→ **Prompt**
Instruction for the entries that follow: retype exactly the lines from the line with "core can classify" to the line with "#[derive(Debug, Clone)]", both included, and omit all others.

→ **Input data**

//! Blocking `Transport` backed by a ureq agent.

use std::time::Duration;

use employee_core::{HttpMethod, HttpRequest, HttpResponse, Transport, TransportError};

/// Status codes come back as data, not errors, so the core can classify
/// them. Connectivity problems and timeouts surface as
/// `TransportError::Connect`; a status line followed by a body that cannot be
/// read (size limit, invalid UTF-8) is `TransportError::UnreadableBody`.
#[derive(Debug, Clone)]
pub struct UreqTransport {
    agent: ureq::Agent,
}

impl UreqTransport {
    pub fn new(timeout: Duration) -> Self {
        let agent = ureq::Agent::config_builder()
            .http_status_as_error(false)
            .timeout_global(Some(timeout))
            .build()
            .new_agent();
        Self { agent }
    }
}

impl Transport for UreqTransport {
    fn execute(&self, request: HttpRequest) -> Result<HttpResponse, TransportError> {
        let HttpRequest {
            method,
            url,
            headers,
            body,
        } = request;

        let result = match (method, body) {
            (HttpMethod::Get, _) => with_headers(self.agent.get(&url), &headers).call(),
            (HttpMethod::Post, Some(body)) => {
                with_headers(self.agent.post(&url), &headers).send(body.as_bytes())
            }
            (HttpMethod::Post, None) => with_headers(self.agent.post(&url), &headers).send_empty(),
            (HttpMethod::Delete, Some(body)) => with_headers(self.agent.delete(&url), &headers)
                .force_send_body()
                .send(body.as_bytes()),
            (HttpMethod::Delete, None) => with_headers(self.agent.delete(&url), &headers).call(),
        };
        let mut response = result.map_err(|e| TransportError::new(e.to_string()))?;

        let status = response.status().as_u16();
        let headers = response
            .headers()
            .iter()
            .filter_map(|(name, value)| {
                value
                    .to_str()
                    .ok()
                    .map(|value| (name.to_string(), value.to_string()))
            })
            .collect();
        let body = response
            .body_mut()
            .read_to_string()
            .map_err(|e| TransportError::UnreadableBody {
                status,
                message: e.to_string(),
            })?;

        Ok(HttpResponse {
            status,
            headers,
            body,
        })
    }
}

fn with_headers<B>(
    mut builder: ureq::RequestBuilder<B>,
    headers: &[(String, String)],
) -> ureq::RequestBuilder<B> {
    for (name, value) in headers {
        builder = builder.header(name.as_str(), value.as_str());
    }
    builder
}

...

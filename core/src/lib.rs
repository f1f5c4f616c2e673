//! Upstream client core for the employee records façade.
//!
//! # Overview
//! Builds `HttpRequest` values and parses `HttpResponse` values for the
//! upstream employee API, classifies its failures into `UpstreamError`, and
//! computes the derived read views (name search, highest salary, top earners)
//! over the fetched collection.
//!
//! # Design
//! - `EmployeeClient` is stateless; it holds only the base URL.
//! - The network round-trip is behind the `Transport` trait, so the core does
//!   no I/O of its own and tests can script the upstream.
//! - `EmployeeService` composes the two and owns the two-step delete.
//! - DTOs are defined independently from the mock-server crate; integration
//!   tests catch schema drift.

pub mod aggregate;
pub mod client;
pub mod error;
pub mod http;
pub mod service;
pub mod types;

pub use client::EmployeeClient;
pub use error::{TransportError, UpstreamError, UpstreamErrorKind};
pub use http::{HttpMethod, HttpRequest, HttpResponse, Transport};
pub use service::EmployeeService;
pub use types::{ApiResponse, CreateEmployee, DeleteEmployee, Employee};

→ **Task answer**
/// Status codes come back as data, not errors, so the core can classify
/// them. Connectivity problems and timeouts surface as
/// `TransportError::Connect`; a status line followed by a body that cannot be
/// read (size limit, invalid UTF-8) is `TransportError::UnreadableBody`.
#[derive(Debug, Clone)]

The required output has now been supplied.